- What you are asked to do: Starting at the line containing "pub fn all_trans_action(&mut" and ending at the line containing "pub fn finish_fsm_action(&mut", print every line of the material below exactly, both ends included, and stop there.

- Data:
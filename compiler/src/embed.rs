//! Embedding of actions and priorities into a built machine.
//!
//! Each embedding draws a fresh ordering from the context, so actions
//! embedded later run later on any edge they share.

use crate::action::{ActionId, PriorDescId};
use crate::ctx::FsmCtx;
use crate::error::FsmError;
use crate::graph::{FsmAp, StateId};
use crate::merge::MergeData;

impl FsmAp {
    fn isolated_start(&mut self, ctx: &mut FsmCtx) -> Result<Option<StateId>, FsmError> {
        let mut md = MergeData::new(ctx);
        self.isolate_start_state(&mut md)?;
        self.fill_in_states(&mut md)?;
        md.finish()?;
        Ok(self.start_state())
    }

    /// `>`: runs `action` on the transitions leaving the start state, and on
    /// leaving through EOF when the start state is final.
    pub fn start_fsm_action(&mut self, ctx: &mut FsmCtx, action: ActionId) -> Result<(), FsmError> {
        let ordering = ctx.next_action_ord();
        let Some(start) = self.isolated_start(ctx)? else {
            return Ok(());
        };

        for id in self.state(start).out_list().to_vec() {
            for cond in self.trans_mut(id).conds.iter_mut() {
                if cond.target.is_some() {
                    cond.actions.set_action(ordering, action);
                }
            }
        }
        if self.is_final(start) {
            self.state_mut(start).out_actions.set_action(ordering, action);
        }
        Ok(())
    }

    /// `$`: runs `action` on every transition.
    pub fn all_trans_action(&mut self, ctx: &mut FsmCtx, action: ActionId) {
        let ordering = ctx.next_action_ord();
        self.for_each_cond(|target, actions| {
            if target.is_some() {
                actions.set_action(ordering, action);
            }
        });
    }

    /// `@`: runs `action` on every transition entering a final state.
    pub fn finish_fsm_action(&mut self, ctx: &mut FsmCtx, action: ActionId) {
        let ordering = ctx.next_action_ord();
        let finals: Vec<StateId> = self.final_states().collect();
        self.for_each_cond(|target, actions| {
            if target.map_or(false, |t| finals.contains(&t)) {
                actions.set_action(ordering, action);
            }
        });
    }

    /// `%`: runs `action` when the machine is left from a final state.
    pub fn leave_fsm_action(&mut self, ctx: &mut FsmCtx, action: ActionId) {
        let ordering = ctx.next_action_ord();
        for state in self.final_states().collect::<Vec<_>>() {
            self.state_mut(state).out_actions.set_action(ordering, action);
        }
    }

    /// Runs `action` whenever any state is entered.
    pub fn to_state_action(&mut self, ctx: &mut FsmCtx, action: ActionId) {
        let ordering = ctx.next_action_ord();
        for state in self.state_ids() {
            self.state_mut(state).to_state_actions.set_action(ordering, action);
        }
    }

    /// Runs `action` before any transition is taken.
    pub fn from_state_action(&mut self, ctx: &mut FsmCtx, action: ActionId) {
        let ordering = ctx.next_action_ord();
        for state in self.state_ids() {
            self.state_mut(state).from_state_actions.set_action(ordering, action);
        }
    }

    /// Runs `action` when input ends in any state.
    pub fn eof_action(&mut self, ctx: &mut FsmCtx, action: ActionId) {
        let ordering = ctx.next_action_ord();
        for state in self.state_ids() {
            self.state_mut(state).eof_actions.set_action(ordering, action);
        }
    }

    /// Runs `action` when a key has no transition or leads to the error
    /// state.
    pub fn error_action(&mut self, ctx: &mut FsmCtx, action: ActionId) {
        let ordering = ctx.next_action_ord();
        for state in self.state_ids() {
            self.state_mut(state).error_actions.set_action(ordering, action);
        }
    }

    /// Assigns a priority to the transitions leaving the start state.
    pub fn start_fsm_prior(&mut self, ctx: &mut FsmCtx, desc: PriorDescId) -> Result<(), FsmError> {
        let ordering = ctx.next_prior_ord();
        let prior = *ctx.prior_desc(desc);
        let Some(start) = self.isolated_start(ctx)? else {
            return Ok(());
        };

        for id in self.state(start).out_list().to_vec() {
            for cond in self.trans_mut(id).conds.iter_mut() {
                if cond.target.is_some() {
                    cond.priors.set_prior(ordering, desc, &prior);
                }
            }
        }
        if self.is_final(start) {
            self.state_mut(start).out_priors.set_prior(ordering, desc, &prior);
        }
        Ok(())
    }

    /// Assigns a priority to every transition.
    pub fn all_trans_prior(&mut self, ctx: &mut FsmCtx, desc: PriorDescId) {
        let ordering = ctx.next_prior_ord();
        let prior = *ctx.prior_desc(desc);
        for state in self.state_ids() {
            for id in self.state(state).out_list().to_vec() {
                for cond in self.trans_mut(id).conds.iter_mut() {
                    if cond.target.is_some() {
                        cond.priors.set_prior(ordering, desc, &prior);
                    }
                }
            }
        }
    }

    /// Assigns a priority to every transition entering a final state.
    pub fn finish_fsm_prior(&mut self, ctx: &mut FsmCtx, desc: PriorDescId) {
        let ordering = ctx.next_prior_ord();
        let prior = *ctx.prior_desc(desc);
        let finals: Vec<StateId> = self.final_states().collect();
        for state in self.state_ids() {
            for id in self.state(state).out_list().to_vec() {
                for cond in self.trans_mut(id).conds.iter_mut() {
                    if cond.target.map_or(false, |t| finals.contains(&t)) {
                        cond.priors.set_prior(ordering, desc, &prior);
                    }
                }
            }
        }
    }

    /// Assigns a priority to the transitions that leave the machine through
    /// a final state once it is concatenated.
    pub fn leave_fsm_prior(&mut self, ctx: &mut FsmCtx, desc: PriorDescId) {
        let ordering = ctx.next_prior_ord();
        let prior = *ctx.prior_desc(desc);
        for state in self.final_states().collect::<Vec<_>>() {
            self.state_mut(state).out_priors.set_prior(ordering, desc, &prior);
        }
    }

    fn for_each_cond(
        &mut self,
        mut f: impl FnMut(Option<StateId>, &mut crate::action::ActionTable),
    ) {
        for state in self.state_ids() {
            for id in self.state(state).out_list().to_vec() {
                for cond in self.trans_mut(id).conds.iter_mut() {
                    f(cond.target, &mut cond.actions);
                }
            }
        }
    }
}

- Response to the task:
    pub fn all_trans_action(&mut self, ctx: &mut FsmCtx, action: ActionId) {
        let ordering = ctx.next_action_ord();
        self.for_each_cond(|target, actions| {
            if target.is_some() {
                actions.set_action(ordering, action);
            }
        });
    }

    /// `@`: runs `action` on every transition entering a final state.
    pub fn finish_fsm_action(&mut self, ctx: &mut FsmCtx, action: ActionId) {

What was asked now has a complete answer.